TASK GOAL: Among the lines of the records below, copy those that hold the word "Acquire".

INPUT:
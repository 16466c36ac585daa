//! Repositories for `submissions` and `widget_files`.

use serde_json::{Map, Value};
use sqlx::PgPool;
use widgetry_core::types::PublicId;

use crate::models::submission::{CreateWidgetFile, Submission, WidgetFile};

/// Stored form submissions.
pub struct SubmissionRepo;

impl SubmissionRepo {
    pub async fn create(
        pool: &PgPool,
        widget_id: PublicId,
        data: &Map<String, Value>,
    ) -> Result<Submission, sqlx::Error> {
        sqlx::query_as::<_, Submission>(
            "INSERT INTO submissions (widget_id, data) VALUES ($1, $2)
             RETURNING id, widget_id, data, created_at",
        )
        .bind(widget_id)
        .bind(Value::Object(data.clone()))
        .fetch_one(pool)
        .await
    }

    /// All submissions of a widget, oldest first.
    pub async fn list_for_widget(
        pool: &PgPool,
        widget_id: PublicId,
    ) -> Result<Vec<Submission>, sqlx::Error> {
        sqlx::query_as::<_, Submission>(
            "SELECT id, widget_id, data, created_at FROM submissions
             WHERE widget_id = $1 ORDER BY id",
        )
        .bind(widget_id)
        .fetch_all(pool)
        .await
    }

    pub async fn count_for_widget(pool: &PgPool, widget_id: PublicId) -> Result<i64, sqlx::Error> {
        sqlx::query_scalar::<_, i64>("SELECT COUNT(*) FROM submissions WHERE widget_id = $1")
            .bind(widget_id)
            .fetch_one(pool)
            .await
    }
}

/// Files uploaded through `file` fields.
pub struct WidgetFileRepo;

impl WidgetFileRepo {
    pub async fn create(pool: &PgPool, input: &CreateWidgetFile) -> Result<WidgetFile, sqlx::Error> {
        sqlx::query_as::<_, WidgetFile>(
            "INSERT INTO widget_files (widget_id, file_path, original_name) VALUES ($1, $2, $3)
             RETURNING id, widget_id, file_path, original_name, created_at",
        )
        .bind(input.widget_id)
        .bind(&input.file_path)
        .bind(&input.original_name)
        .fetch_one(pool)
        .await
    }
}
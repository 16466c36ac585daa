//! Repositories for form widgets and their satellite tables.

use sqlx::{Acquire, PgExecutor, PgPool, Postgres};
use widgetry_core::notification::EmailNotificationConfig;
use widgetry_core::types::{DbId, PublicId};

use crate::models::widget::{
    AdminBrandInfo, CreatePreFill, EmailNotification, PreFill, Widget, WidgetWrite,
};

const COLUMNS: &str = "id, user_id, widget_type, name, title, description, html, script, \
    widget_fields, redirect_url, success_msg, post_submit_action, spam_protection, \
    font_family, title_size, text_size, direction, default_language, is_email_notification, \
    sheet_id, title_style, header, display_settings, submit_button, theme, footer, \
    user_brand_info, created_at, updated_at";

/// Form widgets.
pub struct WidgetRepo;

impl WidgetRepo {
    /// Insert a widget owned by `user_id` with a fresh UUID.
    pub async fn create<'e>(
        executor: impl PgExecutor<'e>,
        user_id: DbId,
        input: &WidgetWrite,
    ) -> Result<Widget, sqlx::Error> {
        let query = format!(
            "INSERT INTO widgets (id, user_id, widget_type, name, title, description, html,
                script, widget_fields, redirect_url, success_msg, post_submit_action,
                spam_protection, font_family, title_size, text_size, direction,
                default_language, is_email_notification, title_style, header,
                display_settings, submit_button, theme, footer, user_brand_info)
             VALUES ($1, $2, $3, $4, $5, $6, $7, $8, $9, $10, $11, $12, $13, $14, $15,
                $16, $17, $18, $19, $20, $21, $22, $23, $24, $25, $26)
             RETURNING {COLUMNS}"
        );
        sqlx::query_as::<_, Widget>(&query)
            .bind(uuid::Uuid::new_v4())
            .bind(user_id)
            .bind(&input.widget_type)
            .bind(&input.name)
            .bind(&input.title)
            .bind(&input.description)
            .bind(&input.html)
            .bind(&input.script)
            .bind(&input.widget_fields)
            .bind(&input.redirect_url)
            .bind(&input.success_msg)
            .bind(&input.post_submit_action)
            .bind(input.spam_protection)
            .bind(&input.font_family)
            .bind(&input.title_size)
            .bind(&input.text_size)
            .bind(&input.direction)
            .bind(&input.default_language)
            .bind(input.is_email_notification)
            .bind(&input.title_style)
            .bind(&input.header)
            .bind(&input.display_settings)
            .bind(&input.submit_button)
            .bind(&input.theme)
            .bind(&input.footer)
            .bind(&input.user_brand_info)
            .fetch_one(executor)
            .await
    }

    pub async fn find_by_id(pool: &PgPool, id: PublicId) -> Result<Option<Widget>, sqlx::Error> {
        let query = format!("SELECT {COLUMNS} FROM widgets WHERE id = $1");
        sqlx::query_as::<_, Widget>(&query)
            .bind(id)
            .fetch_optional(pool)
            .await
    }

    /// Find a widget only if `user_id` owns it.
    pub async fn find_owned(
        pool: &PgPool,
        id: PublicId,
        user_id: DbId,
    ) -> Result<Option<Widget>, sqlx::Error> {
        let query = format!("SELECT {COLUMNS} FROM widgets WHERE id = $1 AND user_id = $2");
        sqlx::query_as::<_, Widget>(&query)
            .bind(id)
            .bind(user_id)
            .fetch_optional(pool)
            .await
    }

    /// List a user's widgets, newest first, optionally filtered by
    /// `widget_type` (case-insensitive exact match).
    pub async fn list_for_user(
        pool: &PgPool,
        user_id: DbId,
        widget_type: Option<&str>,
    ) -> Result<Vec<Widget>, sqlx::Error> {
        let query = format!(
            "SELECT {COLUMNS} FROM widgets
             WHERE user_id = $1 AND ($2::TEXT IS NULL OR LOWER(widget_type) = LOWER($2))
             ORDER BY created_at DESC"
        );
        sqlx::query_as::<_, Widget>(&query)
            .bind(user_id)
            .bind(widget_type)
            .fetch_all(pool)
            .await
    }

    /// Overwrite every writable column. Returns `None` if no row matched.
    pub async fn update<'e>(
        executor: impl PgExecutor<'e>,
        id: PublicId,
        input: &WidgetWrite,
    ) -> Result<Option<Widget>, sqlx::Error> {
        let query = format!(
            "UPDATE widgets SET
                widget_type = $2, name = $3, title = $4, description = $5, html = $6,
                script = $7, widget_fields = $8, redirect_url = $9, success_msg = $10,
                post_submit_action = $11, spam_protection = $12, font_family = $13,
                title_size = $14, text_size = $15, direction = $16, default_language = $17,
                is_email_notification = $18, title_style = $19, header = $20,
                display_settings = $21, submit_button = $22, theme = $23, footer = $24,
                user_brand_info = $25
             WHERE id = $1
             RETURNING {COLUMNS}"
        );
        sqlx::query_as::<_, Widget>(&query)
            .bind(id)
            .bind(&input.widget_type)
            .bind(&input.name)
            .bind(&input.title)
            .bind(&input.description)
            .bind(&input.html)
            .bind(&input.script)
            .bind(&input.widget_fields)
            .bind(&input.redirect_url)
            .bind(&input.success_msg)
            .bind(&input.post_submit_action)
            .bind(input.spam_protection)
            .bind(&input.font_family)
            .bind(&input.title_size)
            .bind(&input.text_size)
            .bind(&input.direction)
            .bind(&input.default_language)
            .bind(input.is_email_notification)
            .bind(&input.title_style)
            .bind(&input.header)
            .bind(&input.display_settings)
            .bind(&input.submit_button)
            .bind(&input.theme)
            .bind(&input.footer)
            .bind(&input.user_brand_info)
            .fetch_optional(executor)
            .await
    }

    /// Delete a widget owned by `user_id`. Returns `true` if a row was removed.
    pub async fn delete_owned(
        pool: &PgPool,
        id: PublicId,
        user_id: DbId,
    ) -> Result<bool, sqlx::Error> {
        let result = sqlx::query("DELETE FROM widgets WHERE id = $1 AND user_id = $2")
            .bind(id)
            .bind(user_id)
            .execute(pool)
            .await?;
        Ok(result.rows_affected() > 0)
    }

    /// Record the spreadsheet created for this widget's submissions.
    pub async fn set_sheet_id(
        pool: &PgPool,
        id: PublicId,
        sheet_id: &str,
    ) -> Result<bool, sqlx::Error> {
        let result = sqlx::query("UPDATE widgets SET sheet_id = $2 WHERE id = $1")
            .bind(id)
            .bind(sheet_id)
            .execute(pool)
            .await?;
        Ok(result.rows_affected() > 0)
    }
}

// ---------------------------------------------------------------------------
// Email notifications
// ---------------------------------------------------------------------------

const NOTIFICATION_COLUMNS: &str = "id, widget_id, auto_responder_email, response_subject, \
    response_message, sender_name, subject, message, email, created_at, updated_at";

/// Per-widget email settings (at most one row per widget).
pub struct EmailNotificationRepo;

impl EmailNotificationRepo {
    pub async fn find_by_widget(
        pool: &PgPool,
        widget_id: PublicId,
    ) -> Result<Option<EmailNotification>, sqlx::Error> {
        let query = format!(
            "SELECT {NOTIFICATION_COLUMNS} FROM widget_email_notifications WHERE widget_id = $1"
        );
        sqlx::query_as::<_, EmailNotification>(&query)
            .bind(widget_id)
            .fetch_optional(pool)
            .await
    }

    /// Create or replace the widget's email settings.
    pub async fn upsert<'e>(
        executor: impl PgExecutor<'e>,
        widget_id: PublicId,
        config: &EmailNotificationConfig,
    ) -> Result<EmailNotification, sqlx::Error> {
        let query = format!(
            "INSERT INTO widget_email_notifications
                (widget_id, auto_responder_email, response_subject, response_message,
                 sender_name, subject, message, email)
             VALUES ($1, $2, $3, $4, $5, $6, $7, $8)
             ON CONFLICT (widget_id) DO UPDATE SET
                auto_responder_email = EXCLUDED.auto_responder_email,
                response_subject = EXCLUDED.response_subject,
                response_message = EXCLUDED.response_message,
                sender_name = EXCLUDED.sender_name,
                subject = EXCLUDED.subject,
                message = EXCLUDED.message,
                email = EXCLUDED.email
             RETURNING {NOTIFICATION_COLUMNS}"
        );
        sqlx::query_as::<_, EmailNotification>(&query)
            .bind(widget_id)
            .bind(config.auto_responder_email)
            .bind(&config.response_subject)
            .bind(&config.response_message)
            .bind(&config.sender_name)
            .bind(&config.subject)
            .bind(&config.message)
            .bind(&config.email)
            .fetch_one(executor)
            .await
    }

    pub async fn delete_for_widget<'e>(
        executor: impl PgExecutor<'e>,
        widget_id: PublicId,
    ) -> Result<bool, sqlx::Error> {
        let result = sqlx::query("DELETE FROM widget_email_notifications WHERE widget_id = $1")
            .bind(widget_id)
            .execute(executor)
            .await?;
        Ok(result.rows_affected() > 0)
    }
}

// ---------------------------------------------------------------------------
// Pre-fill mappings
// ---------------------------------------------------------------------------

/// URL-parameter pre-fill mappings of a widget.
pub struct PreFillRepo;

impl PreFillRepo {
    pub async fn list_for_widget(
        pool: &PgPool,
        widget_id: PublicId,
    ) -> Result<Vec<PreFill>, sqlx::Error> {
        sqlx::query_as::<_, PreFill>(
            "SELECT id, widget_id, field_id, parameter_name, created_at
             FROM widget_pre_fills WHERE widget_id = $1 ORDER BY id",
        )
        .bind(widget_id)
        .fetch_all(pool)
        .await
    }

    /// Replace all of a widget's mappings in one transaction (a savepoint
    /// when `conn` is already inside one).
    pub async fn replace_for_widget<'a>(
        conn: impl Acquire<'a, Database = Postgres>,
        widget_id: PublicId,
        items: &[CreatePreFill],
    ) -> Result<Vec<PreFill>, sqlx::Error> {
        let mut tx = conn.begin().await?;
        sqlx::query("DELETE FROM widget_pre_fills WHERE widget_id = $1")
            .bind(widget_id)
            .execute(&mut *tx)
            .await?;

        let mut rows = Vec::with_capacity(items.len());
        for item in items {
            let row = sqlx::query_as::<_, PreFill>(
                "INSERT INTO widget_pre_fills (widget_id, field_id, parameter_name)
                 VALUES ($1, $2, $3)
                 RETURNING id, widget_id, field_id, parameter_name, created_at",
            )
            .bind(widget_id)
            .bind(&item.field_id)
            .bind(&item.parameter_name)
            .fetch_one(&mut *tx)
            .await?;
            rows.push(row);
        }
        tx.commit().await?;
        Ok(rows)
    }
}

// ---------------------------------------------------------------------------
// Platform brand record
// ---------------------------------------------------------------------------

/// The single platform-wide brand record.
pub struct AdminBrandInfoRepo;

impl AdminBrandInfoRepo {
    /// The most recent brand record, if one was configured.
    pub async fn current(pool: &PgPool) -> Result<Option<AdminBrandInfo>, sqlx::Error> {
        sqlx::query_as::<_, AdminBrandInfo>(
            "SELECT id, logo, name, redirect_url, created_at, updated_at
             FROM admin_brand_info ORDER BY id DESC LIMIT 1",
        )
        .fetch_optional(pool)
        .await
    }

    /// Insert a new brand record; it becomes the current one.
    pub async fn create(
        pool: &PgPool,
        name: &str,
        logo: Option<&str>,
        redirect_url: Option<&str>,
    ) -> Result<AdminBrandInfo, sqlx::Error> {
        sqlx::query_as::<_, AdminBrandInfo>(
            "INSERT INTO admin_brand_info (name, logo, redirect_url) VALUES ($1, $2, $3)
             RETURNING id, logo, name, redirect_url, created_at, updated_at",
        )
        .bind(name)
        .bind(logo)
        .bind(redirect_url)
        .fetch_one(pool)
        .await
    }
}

ANSWER FOR THE TASK:
use sqlx::{Acquire, PgExecutor, PgPool, Postgres};
        conn: impl Acquire<'a, Database = Postgres>,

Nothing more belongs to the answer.